(Records shown):
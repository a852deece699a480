//! ApproveRefundHandler - Command handler for settlement approval.

use std::sync::Arc;

use crate::domain::enrollment::{Enrollment, EnrollmentError};
use crate::domain::foundation::{ActorRole, EnrollmentId, UserId};
use crate::ports::{Clock, EventPublisher, RosterRepository};

use super::super::support::{open_enrollment, publish_committed};

/// Command to approve a pending refund.
#[derive(Debug, Clone)]
pub struct ApproveRefundCommand {
    pub enrollment_id: EnrollmentId,
    pub actor_id: UserId,
    pub role: ActorRole,
}

/// Result of a refund approval.
#[derive(Debug, Clone)]
pub struct ApproveRefundResult {
    pub enrollment: Enrollment,
}

/// Handler for refund approvals. Only the settlement role may approve.
pub struct ApproveRefundHandler {
    repository: Arc<dyn RosterRepository>,
    event_publisher: Arc<dyn EventPublisher>,
    clock: Arc<dyn Clock>,
}

impl ApproveRefundHandler {
    pub fn new(
        repository: Arc<dyn RosterRepository>,
        event_publisher: Arc<dyn EventPublisher>,
        clock: Arc<dyn Clock>,
    ) -> Self {
        Self {
            repository,
            event_publisher,
            clock,
        }
    }

    pub async fn handle(
        &self,
        cmd: ApproveRefundCommand,
    ) -> Result<ApproveRefundResult, EnrollmentError> {
        if cmd.role != ActorRole::Settlement {
            tracing::warn!(
                enrollment_id = %cmd.enrollment_id,
                actor_id = %cmd.actor_id,
                role = %cmd.role,
                "refund approval by non-settlement caller"
            );
            return Err(EnrollmentError::forbidden(cmd.enrollment_id, cmd.actor_id));
        }

        let mut session = open_enrollment(self.repository.as_ref(), cmd.enrollment_id).await?;
        let enrollment = session
            .roster_mut()
            .approve_refund(cmd.enrollment_id, self.clock.now())
            .inspect_err(|e| {
                tracing::warn!(
                    enrollment_id = %cmd.enrollment_id,
                    error = %e,
                    "refund approval rejected"
                )
            })?
            .clone();
        let events = session.roster_mut().take_events();
        session.commit().await?;

        tracing::info!(
            enrollment_id = %cmd.enrollment_id,
            lesson_id = %enrollment.lesson_id(),
            "refund approved"
        );

        publish_committed(self.event_publisher.as_ref(), events, &cmd.actor_id).await;

        Ok(ApproveRefundResult { enrollment })
    }
}

#[cfg(test)]
mod tests {
    use super::*;
    use crate::application::handlers::support::fixtures::*;
    use crate::domain::enrollment::EnrollmentStatus;
    use crate::domain::foundation::LessonId;

    fn handler(f: &Fixture) -> ApproveRefundHandler {
        ApproveRefundHandler::new(f.store.clone(), f.bus.clone(), f.clock.clone())
    }

    fn settlement() -> UserId {
        UserId::new("settlement-service").unwrap()
    }

    fn command(enrollment_id: EnrollmentId) -> ApproveRefundCommand {
        ApproveRefundCommand {
            enrollment_id,
            actor_id: settlement(),
            role: ActorRole::Settlement,
        }
    }

    /// Enrolls before the deadline and requests a refund after it.
    async fn refund_requested(f: &Fixture, lesson_id: LessonId) -> EnrollmentId {
        let mut session = f.store.open(lesson_id).await.unwrap().unwrap();
        let id = EnrollmentId::new();
        session
            .roster_mut()
            .enroll(id, student(1), before_deadline())
            .unwrap();
        session
            .roster_mut()
            .request_refund(id, after_deadline())
            .unwrap();
        session.commit().await.unwrap();
        id
    }

    #[tokio::test]
    async fn approves_pending_refund_without_touching_capacity() {
        let f = Fixture::new();
        let lesson_id = f.lesson(1, 4).await;
        let id = refund_requested(&f, lesson_id).await;
        f.clock.set(after_deadline());

        let result = handler(&f).handle(command(id)).await.unwrap();

        assert_eq!(result.enrollment.status(), EnrollmentStatus::Refunded);
        assert_eq!(result.enrollment.refunded_at(), Some(after_deadline()));
        assert_eq!(f.stored_lesson(lesson_id).await.current_student(), 0);
        assert!(f.bus.has_event("enrollment.refunded.v1"));
    }

    #[tokio::test]
    async fn enrolled_seat_cannot_be_refunded() {
        let f = Fixture::new();
        let lesson_id = f.lesson(1, 4).await;
        let mut session = f.store.open(lesson_id).await.unwrap().unwrap();
        let id = EnrollmentId::new();
        session
            .roster_mut()
            .enroll(id, student(1), before_deadline())
            .unwrap();
        session.commit().await.unwrap();

        let err = handler(&f).handle(command(id)).await.unwrap_err();

        assert!(matches!(
            err,
            EnrollmentError::NotInRefundRequestedState {
                status: EnrollmentStatus::Enrolled,
                ..
            }
        ));
    }

    #[tokio::test]
    async fn second_approval_is_rejected() {
        let f = Fixture::new();
        let lesson_id = f.lesson(1, 4).await;
        let id = refund_requested(&f, lesson_id).await;
        handler(&f).handle(command(id)).await.unwrap();

        let err = handler(&f).handle(command(id)).await.unwrap_err();

        assert!(matches!(err, EnrollmentError::NotInRefundRequestedState { .. }));
        assert_eq!(f.bus.events_of_type("enrollment.refunded.v1").len(), 1);
    }

    #[tokio::test]
    async fn members_may_not_approve() {
        let f = Fixture::new();
        let lesson_id = f.lesson(1, 4).await;
        let id = refund_requested(&f, lesson_id).await;

        let err = handler(&f)
            .handle(ApproveRefundCommand {
                enrollment_id: id,
                actor_id: student(1),
                role: ActorRole::Member,
            })
            .await
            .unwrap_err();

        assert!(matches!(err, EnrollmentError::Forbidden { .. }));
        assert_eq!(f.bus.event_count(), 0);
    }
}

(Instructions to follow): Could you reproduce exactly the lines of the entries above, from the one with "#[cfg(test)]" through the one with "fn settlement() ->", and nothing else?

(Task result):
#[cfg(test)]
mod tests {
    use super::*;
    use crate::application::handlers::support::fixtures::*;
    use crate::domain::enrollment::EnrollmentStatus;
    use crate::domain::foundation::LessonId;

    fn handler(f: &Fixture) -> ApproveRefundHandler {
        ApproveRefundHandler::new(f.store.clone(), f.bus.clone(), f.clock.clone())
    }

    fn settlement() -> UserId {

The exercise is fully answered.